(Recorded data)

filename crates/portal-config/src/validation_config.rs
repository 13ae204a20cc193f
use crate::{ConfigError, ConfigErrorResult};

use serde::Deserialize;

// Validation constraints
pub const MIN_TITLE_LENGTH: usize = 1;
pub const MAX_TITLE_LENGTH: usize = 500;
pub const DEFAULT_MAX_TITLE_LENGTH: usize = 200;

pub const MIN_DESCRIPTION_LENGTH: usize = 1;
pub const MAX_DESCRIPTION_LENGTH: usize = 100000;
pub const DEFAULT_MAX_DESCRIPTION_LENGTH: usize = 10000;

/// Field limits applied to innovation submissions.
#[derive(Debug, Clone, Deserialize)]
#[serde(default)]
pub struct ValidationConfig {
    /// Maximum length for innovation titles, in characters
    pub max_title_length: usize,
    /// Maximum length for innovation descriptions, in characters
    pub max_description_length: usize,
}

impl Default for ValidationConfig {
    fn default() -> Self {
        Self {
            max_title_length: DEFAULT_MAX_TITLE_LENGTH,
            max_description_length: DEFAULT_MAX_DESCRIPTION_LENGTH,
        }
    }
}

impl ValidationConfig {
    pub fn validate(&self) -> ConfigErrorResult<()> {
        if self.max_title_length < MIN_TITLE_LENGTH || self.max_title_length > MAX_TITLE_LENGTH {
            return Err(ConfigError::validation(format!(
                "validation.max_title_length must be {}-{}, got {}",
                MIN_TITLE_LENGTH, MAX_TITLE_LENGTH, self.max_title_length
            )));
        }

        if self.max_description_length < MIN_DESCRIPTION_LENGTH
            || self.max_description_length > MAX_DESCRIPTION_LENGTH
        {
            return Err(ConfigError::validation(format!(
                "validation.max_description_length must be {}-{}, got {}",
                MIN_DESCRIPTION_LENGTH, MAX_DESCRIPTION_LENGTH, self.max_description_length
            )));
        }

        Ok(())
    }
}
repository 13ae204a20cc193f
use crate::DEFAULT_LOG_LEVEL_STRING;

use std::ops::Deref;
use std::str::FromStr;

use log::LevelFilter;
use serde::{Deserialize, Deserializer};

/// Wrapper for LevelFilter with lenient deserialization
#[derive(Debug, Clone, Copy, PartialEq, Eq)]
pub struct LogLevel(pub LevelFilter);

impl<'de> Deserialize<'de> for LogLevel {
    fn deserialize<D>(deserializer: D) -> Result<Self, D::Error>
    where
        D: Deserializer<'de>,
    {
        let s = String::deserialize(deserializer)
            .unwrap_or_else(|_| String::from(DEFAULT_LOG_LEVEL_STRING));

        Ok(LogLevel::parse_lenient(&s))
    }
}

impl LogLevel {
    /// Parse a level name, falling back to Info for anything unrecognised.
    pub fn parse_lenient(s: &str) -> Self {
        match s.to_lowercase().as_str() {
            "off" => LogLevel(LevelFilter::Off),
            "error" => LogLevel(LevelFilter::Error),
            "warn" => LogLevel(LevelFilter::Warn),
            "debug" => LogLevel(LevelFilter::Debug),
            "trace" => LogLevel(LevelFilter::Trace),
            _ => LogLevel(LevelFilter::Info),
        }
    }
}

impl From<LogLevel> for LevelFilter {
    fn from(log_level: LogLevel) -> Self {
        log_level.0
    }
}

impl Deref for LogLevel {
    type Target = LevelFilter;

    fn deref(&self) -> &Self::Target {
        &self.0
    }
}

impl FromStr for LogLevel {
    type Err = std::convert::Infallible;

    fn from_str(s: &str) -> Result<Self, Self::Err> {
        Ok(Self::parse_lenient(s))
    }
}
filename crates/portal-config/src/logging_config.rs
use crate::{DEFAULT_LOG_COLORED, DEFAULT_LOG_LEVEL, LogLevel};

use serde::Deserialize;

#[derive(Debug, Clone, Deserialize)]
#[serde(default)]
pub struct LoggingConfig {
    pub level: LogLevel,
    /// Colored stdout output; ignored when logging to a file
    pub colored: bool,
    /// Log file path; stdout when unset
    pub file: Option<String>,
}

impl Default for LoggingConfig {
    fn default() -> Self {
        Self {
            level: LogLevel(DEFAULT_LOG_LEVEL),
            colored: DEFAULT_LOG_COLORED,
            file: None,
        }
    }
}
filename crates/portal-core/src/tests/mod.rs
mod models;
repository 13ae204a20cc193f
use crate::ErrorLocation;

use std::panic::Location;
use std::result::Result as StdResult;

use thiserror::Error;

#[derive(Error, Debug)]
pub enum CoreError {
    #[error("Validation error: {message} {location}")]
    Validation {
        message: String,
        location: ErrorLocation,
    },

    #[error("Invalid role: {value} {location}")]
    InvalidRole {
        value: String,
        location: ErrorLocation,
    },
}

impl CoreError {
    /// Creates a Validation error at caller location.
    #[track_caller]
    pub fn validation(message: impl Into<String>) -> Self {
        Self::Validation {
            message: message.into(),
            location: ErrorLocation::from(Location::caller()),
        }
    }
}

pub type Result<T> = StdResult<T, CoreError>;
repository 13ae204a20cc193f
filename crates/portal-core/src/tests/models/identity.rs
use crate::{Identity, Role};

use googletest::prelude::*;

#[test]
fn given_new_identity_when_created_then_fields_are_set() {
    let identity = Identity::new("Ada".into(), "ada@example.com".into(), Role::Contributor);

    assert_that!(identity.name.as_str(), eq("Ada"));
    assert_that!(identity.email.as_str(), eq("ada@example.com"));
    assert_that!(identity.is_contributor(), eq(true));
}

#[test]
fn given_two_identities_when_created_then_ids_differ() {
    let a = Identity::new("A".into(), "a@example.com".into(), Role::Explorer);
    let b = Identity::new("B".into(), "b@example.com".into(), Role::Explorer);

    assert_that!(a.id, not(eq(b.id)));
    assert_that!(a.is_contributor(), eq(false));
}

#[test]
fn given_identity_when_serialized_then_contains_no_secret_field() {
    let identity = Identity::new("Ada".into(), "ada@example.com".into(), Role::Explorer);

    let json = serde_json::to_string(&identity).unwrap();

    assert_that!(json.as_str(), contains_substring("\"role\":\"explorer\""));
    assert_that!(json.as_str(), not(contains_substring("secret")));
    assert_that!(json.as_str(), not(contains_substring("password")));
}
pub mod classify;
pub mod distribution;
pub mod entry_point;
pub mod error;
pub mod graph;
pub mod inject;
#[cfg(test)]
pub(crate) mod logs;
pub mod owners;
pub mod target;
pub mod types;
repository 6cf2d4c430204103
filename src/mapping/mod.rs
pub mod facts;
pub mod generator;
pub mod memory;

pub use facts::WorkspaceFacts;
pub use generator::ModuleOwnerIndex;
pub use memory::MemoryGraph;
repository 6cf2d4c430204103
// classification of distribution entry points: target reference vs. literal module
use crate::core::target::EntryPointsValue;

/// One `category -> name -> spec` triple from an `entry_points` field.
#[derive(Debug, Clone, PartialEq, Eq)]
pub struct ClassifiedEntryPoint {
    pub is_target: bool,
    pub category: String,
    pub name: String,
    pub spec: String,
}

//`:bin` and `path/to:bin` point at targets, `pkg.mod:func` is a module
pub fn is_target_reference(spec: &str) -> bool {
    spec.starts_with(':') || spec.contains('/')
}

/// Flatten the field value in declaration order: categories first, then names.
pub fn classify_entry_points(all_entry_points: &EntryPointsValue) -> Vec<ClassifiedEntryPoint> {
    all_entry_points
        .iter()
        .flat_map(|(category, entry_points)| {
            entry_points.iter().map(move |(name, spec)| ClassifiedEntryPoint {
                is_target: is_target_reference(spec),
                category: category.clone(),
                name: name.clone(),
                spec: spec.clone(),
            })
        })
        .collect()
}

#[cfg(test)]
mod tests {
    use super::*;
    use indexmap::IndexMap;

    fn entry_points(raw: &[(&str, &[(&str, &str)])]) -> EntryPointsValue {
        raw.iter()
            .map(|(category, entries)| {
                let inner: IndexMap<String, String> = entries
                    .iter()
                    .map(|(name, spec)| (name.to_string(), spec.to_string()))
                    .collect();
                (category.to_string(), inner)
            })
            .collect()
    }

    #[test]
    fn target_refs_are_recognized_by_sigil_or_separator() {
        assert!(is_target_reference(":foo"));
        assert!(is_target_reference("sub/mod.py"));
        assert!(is_target_reference("//src/app:bin"));
        assert!(!is_target_reference("pkg.mod:func"));
        assert!(!is_target_reference("pkg.mod"));
    }

    #[test]
    fn classification_preserves_declaration_order() {
        let all = entry_points(&[
            ("gui_scripts", &[("zeta", ":gui"), ("alpha", "pkg.gui:main")]),
            ("console_scripts", &[("run", "pkg.cli:run")]),
        ]);

        let classified = classify_entry_points(&all);
        let order: Vec<(&str, &str, bool)> = classified
            .iter()
            .map(|c| (c.category.as_str(), c.name.as_str(), c.is_target))
            .collect();

        assert_eq!(
            order,
            vec![
                ("gui_scripts", "zeta", true),
                ("gui_scripts", "alpha", false),
                ("console_scripts", "run", false),
            ]
        );
        assert_eq!(classified[0].spec, ":gui");
    }

    #[test]
    fn empty_field_classifies_to_nothing() {
        assert!(classify_entry_points(&EntryPointsValue::new()).is_empty());
    }
}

YOUR OBJECTIVE: In the entries above, identify every line with the string "portal".

SOLUTION TO THE PROBLEM:
filename crates/portal-config/src/validation_config.rs
filename crates/portal-config/src/logging_config.rs
filename crates/portal-core/src/tests/mod.rs
filename crates/portal-core/src/tests/models/identity.rs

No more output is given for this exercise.